ASSIGNMENT: I would like each line of the data that holds the word "solid" copied out.

Stored entries:

-=-=-=-=-

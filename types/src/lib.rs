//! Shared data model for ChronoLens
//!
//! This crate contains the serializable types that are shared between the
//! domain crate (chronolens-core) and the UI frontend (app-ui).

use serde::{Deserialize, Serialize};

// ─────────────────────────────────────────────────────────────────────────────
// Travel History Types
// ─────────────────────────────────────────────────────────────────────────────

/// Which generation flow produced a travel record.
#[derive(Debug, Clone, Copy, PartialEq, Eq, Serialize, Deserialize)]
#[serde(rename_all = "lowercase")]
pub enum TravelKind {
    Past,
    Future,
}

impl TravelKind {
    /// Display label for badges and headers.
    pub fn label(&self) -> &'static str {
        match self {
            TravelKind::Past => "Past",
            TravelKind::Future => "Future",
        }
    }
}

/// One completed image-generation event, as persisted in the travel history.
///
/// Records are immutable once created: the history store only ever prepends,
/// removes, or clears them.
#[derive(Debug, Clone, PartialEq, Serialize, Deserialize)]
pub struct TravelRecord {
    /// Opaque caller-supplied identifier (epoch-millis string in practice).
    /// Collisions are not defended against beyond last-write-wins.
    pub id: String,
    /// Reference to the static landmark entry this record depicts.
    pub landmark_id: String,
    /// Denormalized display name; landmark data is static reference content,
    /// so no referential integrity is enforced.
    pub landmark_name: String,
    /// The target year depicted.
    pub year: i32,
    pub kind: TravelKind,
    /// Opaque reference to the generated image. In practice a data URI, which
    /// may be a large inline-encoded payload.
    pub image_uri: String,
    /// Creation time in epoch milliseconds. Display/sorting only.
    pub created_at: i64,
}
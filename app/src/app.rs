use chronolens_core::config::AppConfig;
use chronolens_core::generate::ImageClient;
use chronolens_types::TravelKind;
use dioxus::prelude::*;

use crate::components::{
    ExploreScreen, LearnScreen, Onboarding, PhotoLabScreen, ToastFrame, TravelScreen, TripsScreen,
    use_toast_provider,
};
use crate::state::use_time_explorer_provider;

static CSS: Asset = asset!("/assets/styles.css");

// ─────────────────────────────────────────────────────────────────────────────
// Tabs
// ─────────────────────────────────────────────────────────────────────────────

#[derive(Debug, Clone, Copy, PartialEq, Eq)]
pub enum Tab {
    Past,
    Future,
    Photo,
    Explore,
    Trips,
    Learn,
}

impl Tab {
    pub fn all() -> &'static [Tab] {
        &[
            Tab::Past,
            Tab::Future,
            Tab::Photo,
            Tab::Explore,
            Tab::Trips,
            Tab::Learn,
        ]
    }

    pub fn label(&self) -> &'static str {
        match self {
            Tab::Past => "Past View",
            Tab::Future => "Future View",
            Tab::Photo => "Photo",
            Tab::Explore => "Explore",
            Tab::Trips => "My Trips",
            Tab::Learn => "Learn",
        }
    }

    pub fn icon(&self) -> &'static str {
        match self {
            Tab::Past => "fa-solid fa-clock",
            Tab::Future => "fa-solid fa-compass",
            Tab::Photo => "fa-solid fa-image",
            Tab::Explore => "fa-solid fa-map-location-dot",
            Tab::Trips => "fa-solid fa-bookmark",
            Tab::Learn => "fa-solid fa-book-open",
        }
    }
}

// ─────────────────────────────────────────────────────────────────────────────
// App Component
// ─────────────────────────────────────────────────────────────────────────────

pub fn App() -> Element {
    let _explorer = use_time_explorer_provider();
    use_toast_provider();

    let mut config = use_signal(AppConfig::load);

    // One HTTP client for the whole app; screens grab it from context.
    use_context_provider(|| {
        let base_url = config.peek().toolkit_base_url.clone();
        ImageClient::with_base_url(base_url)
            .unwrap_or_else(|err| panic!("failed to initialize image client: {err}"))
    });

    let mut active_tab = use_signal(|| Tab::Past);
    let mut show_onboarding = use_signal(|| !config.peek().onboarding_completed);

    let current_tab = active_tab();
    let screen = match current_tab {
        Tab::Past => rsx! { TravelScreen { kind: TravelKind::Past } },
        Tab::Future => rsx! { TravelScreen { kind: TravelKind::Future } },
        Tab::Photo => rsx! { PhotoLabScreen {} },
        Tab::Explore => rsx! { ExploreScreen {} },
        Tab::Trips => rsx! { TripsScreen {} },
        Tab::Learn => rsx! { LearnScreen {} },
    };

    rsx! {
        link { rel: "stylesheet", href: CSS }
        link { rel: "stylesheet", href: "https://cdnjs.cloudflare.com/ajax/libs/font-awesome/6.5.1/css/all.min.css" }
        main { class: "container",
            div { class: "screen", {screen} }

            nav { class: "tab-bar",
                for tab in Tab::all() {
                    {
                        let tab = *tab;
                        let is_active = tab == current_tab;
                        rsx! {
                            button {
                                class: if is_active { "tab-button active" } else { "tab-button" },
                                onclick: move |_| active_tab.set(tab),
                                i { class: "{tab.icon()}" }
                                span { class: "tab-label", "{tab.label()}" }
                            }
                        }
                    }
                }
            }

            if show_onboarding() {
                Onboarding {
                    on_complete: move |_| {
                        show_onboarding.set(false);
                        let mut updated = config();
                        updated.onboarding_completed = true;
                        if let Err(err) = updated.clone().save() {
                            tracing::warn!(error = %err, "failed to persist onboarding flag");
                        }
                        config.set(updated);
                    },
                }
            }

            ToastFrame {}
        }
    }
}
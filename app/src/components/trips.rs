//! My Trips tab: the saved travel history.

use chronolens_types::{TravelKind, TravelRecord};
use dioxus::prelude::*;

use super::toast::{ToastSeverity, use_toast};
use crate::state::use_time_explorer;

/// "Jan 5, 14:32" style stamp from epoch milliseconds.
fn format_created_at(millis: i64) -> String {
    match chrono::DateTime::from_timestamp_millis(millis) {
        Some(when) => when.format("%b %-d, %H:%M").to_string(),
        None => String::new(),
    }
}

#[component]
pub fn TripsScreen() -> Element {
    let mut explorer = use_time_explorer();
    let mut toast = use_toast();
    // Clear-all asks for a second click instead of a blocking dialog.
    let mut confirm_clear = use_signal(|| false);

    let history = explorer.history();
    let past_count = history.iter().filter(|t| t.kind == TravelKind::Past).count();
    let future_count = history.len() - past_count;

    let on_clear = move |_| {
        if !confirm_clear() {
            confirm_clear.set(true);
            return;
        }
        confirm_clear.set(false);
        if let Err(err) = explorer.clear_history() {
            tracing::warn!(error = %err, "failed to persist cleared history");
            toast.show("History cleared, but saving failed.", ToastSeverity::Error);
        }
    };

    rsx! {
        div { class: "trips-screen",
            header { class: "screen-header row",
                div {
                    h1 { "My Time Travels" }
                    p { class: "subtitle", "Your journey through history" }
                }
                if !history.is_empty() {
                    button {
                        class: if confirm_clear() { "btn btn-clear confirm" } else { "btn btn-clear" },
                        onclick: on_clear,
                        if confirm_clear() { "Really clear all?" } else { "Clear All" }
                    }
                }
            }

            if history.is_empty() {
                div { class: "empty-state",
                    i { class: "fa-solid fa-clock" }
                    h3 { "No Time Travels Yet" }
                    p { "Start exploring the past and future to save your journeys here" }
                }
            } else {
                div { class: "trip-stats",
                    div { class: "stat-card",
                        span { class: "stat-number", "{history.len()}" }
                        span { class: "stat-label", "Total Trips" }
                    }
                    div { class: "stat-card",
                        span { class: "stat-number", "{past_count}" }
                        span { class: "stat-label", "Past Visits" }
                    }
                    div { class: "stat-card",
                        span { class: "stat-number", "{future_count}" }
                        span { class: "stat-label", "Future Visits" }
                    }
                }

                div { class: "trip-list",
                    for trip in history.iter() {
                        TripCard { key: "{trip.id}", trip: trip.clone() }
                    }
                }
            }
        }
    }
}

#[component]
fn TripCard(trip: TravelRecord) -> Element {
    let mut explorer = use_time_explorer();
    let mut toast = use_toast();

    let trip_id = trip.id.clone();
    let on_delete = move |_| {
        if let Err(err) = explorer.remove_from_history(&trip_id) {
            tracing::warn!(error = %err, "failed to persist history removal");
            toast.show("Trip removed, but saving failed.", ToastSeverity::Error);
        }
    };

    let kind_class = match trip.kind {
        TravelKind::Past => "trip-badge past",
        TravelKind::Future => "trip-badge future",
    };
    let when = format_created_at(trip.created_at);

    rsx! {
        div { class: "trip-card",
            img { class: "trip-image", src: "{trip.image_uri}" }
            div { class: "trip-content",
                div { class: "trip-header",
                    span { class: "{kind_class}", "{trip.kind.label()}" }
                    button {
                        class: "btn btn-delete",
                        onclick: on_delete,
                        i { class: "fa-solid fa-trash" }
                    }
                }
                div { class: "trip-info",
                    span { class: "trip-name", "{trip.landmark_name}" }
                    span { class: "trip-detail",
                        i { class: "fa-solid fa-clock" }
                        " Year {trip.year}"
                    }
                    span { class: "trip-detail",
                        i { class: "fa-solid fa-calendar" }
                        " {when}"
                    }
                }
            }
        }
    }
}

-=-=-=-=-

RESPONSE BOX:
            Tab::Past => "fa-solid fa-clock",
            Tab::Future => "fa-solid fa-compass",
            Tab::Photo => "fa-solid fa-image",
            Tab::Explore => "fa-solid fa-map-location-dot",
            Tab::Trips => "fa-solid fa-bookmark",
            Tab::Learn => "fa-solid fa-book-open",
                    i { class: "fa-solid fa-clock" }
                        i { class: "fa-solid fa-trash" }
                        i { class: "fa-solid fa-clock" }
                        i { class: "fa-solid fa-calendar" }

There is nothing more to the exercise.